EXERCISE AIM: In the data that follows, find each line containing "within" and copy it.

Stored items
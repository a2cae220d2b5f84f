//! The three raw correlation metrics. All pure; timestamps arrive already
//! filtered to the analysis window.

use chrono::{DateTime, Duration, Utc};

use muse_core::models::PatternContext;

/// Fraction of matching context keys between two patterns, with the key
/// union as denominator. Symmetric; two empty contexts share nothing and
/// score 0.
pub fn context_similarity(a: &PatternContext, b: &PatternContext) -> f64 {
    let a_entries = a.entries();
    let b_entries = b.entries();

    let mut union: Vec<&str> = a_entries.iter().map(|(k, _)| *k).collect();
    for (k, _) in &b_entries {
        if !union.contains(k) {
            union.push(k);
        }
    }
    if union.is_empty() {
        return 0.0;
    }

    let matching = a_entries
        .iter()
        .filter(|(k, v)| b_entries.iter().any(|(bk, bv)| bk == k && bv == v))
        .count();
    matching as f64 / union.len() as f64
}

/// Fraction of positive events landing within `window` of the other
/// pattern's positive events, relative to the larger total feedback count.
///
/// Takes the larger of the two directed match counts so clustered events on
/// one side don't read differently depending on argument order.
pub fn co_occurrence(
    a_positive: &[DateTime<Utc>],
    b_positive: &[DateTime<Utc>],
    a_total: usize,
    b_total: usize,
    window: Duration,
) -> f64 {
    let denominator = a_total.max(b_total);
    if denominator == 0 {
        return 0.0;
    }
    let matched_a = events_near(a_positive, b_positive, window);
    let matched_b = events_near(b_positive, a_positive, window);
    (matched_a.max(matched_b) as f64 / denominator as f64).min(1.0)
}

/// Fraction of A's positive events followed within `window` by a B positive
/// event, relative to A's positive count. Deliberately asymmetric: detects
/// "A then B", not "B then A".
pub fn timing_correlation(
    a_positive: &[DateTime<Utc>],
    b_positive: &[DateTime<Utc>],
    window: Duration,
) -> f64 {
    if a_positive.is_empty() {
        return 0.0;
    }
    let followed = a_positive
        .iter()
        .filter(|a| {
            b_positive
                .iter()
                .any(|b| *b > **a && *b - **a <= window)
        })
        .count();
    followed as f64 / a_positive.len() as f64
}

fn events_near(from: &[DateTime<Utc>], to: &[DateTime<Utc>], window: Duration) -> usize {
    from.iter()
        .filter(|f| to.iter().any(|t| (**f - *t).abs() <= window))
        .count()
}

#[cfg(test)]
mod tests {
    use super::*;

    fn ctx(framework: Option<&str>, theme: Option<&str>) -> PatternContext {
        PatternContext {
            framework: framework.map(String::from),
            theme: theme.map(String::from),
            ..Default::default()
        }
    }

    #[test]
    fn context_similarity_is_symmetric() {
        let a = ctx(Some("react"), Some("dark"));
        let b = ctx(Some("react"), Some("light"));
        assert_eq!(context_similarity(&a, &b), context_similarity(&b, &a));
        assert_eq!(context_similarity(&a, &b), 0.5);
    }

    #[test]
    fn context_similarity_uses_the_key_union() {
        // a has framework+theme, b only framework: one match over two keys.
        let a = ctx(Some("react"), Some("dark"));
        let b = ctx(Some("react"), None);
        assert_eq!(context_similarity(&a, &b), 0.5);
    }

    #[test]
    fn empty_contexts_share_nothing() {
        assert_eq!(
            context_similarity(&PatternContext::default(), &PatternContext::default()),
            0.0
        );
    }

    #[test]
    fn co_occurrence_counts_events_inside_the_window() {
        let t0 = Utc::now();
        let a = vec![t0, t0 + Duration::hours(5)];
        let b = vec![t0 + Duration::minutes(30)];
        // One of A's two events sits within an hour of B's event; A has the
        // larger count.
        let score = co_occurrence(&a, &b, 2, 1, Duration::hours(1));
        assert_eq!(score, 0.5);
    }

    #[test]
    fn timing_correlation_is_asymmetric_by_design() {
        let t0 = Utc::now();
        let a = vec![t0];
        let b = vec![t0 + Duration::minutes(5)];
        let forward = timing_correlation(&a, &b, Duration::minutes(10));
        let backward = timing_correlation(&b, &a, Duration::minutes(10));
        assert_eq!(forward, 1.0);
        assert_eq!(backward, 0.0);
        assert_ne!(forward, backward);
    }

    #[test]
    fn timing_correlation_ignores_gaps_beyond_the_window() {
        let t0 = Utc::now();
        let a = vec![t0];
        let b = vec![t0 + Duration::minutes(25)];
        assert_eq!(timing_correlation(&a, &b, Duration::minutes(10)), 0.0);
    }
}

EXERCISE RESPONSE:
/// Fraction of positive events landing within `window` of the other
/// Fraction of A's positive events followed within `window` by a B positive
        // One of A's two events sits within an hour of B's event; A has the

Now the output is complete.